INSTRUCTIONS FOR THE TASK: All lines of the listing that contain "AnalogInput" should be shown in full.

PROVIDED RECORDS:
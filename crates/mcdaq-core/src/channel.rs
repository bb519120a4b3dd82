//! Channel identifiers and name parsing.
//!
//! Channels are addressed by the logical names the configuration uses
//! (`AI_0`..`AI_15` for analog inputs, `DI_0`..`DI_15` for digital
//! inputs). The continuous scan demux covers analog inputs only;
//! sequential polling reads every configured channel, digital
//! included.

use crate::error::DaqError;
use serde::{Deserialize, Serialize};

/// Highest valid channel index for either kind.
pub const MAX_CHANNEL_INDEX: u16 = 15;

/// Kind of input channel.
#[derive(Debug, Clone, Copy, PartialEq, Eq, Hash, Serialize, Deserialize)]
#[serde(rename_all = "snake_case")]
pub enum ChannelKind {
    AnalogInput,
    DigitalInput,
}

impl std::fmt::Display for ChannelKind {
    fn fmt(&self, f: &mut std::fmt::Formatter<'_>) -> std::fmt::Result {
        match self {
            ChannelKind::AnalogInput => write!(f, "AI"),
            ChannelKind::DigitalInput => write!(f, "DI"),
        }
    }
}

/// Immutable identifier for one input channel.
#[derive(Debug, Clone, PartialEq, Eq, Hash)]
pub struct Channel {
    name: String,
    kind: ChannelKind,
    index: u16,
}

impl Channel {
    /// Parse a channel from its configuration name (`AI_7`, `DI_3`).
    pub fn parse(name: &str) -> Result<Self, DaqError> {
        let (kind, rest) = if let Some(rest) = name.strip_prefix("AI_") {
            (ChannelKind::AnalogInput, rest)
        } else if let Some(rest) = name.strip_prefix("DI_") {
            (ChannelKind::DigitalInput, rest)
        } else {
            return Err(DaqError::Configuration(format!(
                "Unrecognized channel name '{}' (expected AI_n or DI_n)",
                name
            )));
        };

        let index: u16 = rest.parse().map_err(|_| {
            DaqError::Configuration(format!("Invalid channel index in '{}'", name))
        })?;
        if index > MAX_CHANNEL_INDEX {
            return Err(DaqError::Configuration(format!(
                "Channel index {} out of range (max {})",
                index, MAX_CHANNEL_INDEX
            )));
        }

        Ok(Self {
            name: name.to_string(),
            kind,
            index,
        })
    }

    /// Logical configuration name (`AI_0`, ...).
    pub fn name(&self) -> &str {
        &self.name
    }

    pub fn kind(&self) -> ChannelKind {
        self.kind
    }

    /// Hardware channel index within its kind.
    pub fn index(&self) -> u16 {
        self.index
    }

    pub fn is_analog(&self) -> bool {
        self.kind == ChannelKind::AnalogInput
    }
}

/// Contiguous low/high analog index range covered by a channel set.
///
/// Used to validate a monitored-channel configuration: the set must
/// contain at least one analog channel and satisfy `low <= high`.
#[derive(Debug, Clone, Copy, PartialEq, Eq)]
pub struct AnalogRange {
    pub low: u16,
    pub high: u16,
}

impl AnalogRange {
    /// Compute the analog range from a channel set.
    ///
    /// Returns a configuration error when the set holds no analog
    /// channels at all.
    pub fn from_channels(channels: &[Channel]) -> Result<Self, DaqError> {
        let mut range: Option<AnalogRange> = None;
        for ch in channels.iter().filter(|c| c.is_analog()) {
            range = Some(match range {
                None => AnalogRange {
                    low: ch.index(),
                    high: ch.index(),
                },
                Some(r) => AnalogRange {
                    low: r.low.min(ch.index()),
                    high: r.high.max(ch.index()),
                },
            });
        }
        range.ok_or_else(|| {
            DaqError::Configuration("No analog channels specified to monitor".to_string())
        })
    }
}

#[cfg(test)]
mod tests {
    use super::*;

    #[test]
    fn parse_analog_and_digital() {
        let ai = Channel::parse("AI_7").unwrap();
        assert_eq!(ai.kind(), ChannelKind::AnalogInput);
        assert_eq!(ai.index(), 7);
        assert!(ai.is_analog());

        let di = Channel::parse("DI_15").unwrap();
        assert_eq!(di.kind(), ChannelKind::DigitalInput);
        assert_eq!(di.index(), 15);
        assert!(!di.is_analog());
    }

    #[test]
    fn parse_rejects_bad_names() {
        assert!(Channel::parse("AO_0").is_err());
        assert!(Channel::parse("AI_16").is_err());
        assert!(Channel::parse("AI_x").is_err());
        assert!(Channel::parse("").is_err());
    }

    #[test]
    fn analog_range_spans_set() {
        let channels = vec![
            Channel::parse("AI_3").unwrap(),
            Channel::parse("DI_0").unwrap(),
            Channel::parse("AI_1").unwrap(),
            Channel::parse("AI_6").unwrap(),
        ];
        let range = AnalogRange::from_channels(&channels).unwrap();
        assert_eq!(range, AnalogRange { low: 1, high: 6 });
    }

    #[test]
    fn analog_range_requires_analog_channel() {
        let channels = vec![Channel::parse("DI_2").unwrap()];
        assert!(AnalogRange::from_channels(&channels).is_err());
    }
}
//! Multi-channel event assembly and timestamp derivation.

use crate::buffer::SampleBuffer;
use crate::timing::AcquisitionEpoch;
use mcdaq_core::{MultiChannelEvent, READ_CHANNELS_PER_GROUP};

/// Builds one [`MultiChannelEvent`] from a completed sample group.
///
/// Timestamps are derived from the logical sequence index and the
/// acquisition epoch:
///
/// ```text
/// hub_time   = sequence_index / scan_frequency_hz + epoch.post_start
/// delay      = logged_time - hub_time
/// confidence = epoch.post_start - epoch.pre_start
/// ```
#[derive(Debug)]
pub struct EventAssembler {
    device_id: u32,
    scan_frequency_hz: f64,
}

impl EventAssembler {
    pub fn new(device_id: u32, scan_frequency_hz: u32) -> Self {
        Self {
            device_id,
            scan_frequency_hz: f64::from(scan_frequency_hz),
        }
    }

    /// Update the rate after the hardware reports the achieved one.
    pub fn set_scan_frequency(&mut self, scan_frequency_hz: u32) {
        self.scan_frequency_hz = f64::from(scan_frequency_hz);
    }

    pub fn scan_frequency_hz(&self) -> f64 {
        self.scan_frequency_hz
    }

    /// Assemble the group whose first slot is `first_slot`.
    ///
    /// `logged_time` is the wall-clock time captured when the poll
    /// observed the new status; every group consumed within one poll
    /// cycle shares it.
    pub fn assemble(
        &self,
        buffer: &SampleBuffer,
        first_slot: usize,
        logged_time: f64,
        epoch: &AcquisitionEpoch,
        event_id: u64,
    ) -> MultiChannelEvent {
        let sequence_index = buffer.sequence_at(first_slot);
        let hub_time = sequence_index as f64 / self.scan_frequency_hz + epoch.post_start;

        let mut values = [0.0; READ_CHANNELS_PER_GROUP];
        for (value, raw) in values.iter_mut().zip(buffer.group_values(first_slot)) {
            *value = f64::from(*raw);
        }

        MultiChannelEvent {
            device_id: self.device_id,
            event_id,
            sequence_index,
            logged_time,
            hub_time,
            confidence_interval: epoch.confidence_interval(),
            delay: logged_time - hub_time,
            values,
        }
    }
}
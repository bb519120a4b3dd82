//! Downstream event delivery gate and channel.

use crate::event::DaqEvent;
use parking_lot::Mutex;
use std::collections::VecDeque;
use std::sync::atomic::{AtomicBool, AtomicU64, Ordering};
use tracing::trace;

/// Destination for reconstructed events.
///
/// The engine consults [`EventSink::enabled`] before handing an event
/// over; internal bookkeeping (slot counters, caches) advances either
/// way so buffer state stays consistent while reporting is paused.
pub trait EventSink: Send + Sync {
    /// Whether event reporting is currently enabled.
    fn enabled(&self) -> bool;

    /// Deliver one event. Must not block the poll path.
    fn publish(&self, event: DaqEvent);
}

/// Default sink capacity, matching the outer framework's per-device
/// event buffer length.
pub const DEFAULT_SINK_CAPACITY: usize = 1024;

/// Bounded in-memory sink that drops the oldest event on overflow.
#[derive(Debug)]
pub struct BufferedSink {
    enabled: AtomicBool,
    capacity: usize,
    events: Mutex<VecDeque<DaqEvent>>,
    drops: AtomicU64,
}

impl BufferedSink {
    pub fn new(capacity: usize) -> Self {
        Self {
            enabled: AtomicBool::new(true),
            capacity,
            events: Mutex::new(VecDeque::with_capacity(capacity)),
            drops: AtomicU64::new(0),
        }
    }

    /// Enable or disable reporting without touching buffered events.
    pub fn set_enabled(&self, enabled: bool) {
        self.enabled.store(enabled, Ordering::SeqCst);
    }

    /// Number of events currently buffered.
    pub fn len(&self) -> usize {
        self.events.lock().len()
    }

    pub fn is_empty(&self) -> bool {
        self.events.lock().is_empty()
    }

    /// Events dropped because the buffer was full.
    pub fn drop_count(&self) -> u64 {
        self.drops.load(Ordering::SeqCst)
    }

    /// Take all buffered events, oldest first.
    pub fn drain(&self) -> Vec<DaqEvent> {
        self.events.lock().drain(..).collect()
    }
}

impl Default for BufferedSink {
    fn default() -> Self {
        Self::new(DEFAULT_SINK_CAPACITY)
    }
}

impl EventSink for BufferedSink {
    fn enabled(&self) -> bool {
        self.enabled.load(Ordering::SeqCst)
    }

    fn publish(&self, event: DaqEvent) {
        let mut events = self.events.lock();
        if events.len() == self.capacity {
            events.pop_front();
            self.drops.fetch_add(1, Ordering::SeqCst);
            trace!("Dropped oldest event (sink full)");
        }
        events.push_back(event);
    }
}

#[cfg(test)]
mod tests {
    use super::*;
    use crate::event::{MultiChannelEvent, READ_CHANNELS_PER_GROUP};

    fn event(id: u64) -> DaqEvent {
        DaqEvent::MultiChannel(MultiChannelEvent {
            device_id: 0,
            event_id: id,
            sequence_index: id,
            logged_time: 0.0,
            hub_time: 0.0,
            confidence_interval: 0.0,
            delay: 0.0,
            values: [0.0; READ_CHANNELS_PER_GROUP],
        })
    }

    #[test]
    fn buffered_sink_drops_oldest_on_overflow() {
        let sink = BufferedSink::new(2);
        sink.publish(event(1));
        sink.publish(event(2));
        sink.publish(event(3));

        assert_eq!(sink.drop_count(), 1);
        let drained = sink.drain();
        assert_eq!(drained.len(), 2);
        assert_eq!(drained[0].event_id(), 2);
        assert_eq!(drained[1].event_id(), 3);
        assert!(sink.is_empty());
    }

    #[test]
    fn enable_flag_round_trips() {
        let sink = BufferedSink::default();
        assert!(sink.enabled());
        sink.set_enabled(false);
        assert!(!sink.enabled());
    }
}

TASK SOLUTION:
    AnalogInput,
            ChannelKind::AnalogInput => write!(f, "AI"),
            (ChannelKind::AnalogInput, rest)
        self.kind == ChannelKind::AnalogInput
        assert_eq!(ai.kind(), ChannelKind::AnalogInput);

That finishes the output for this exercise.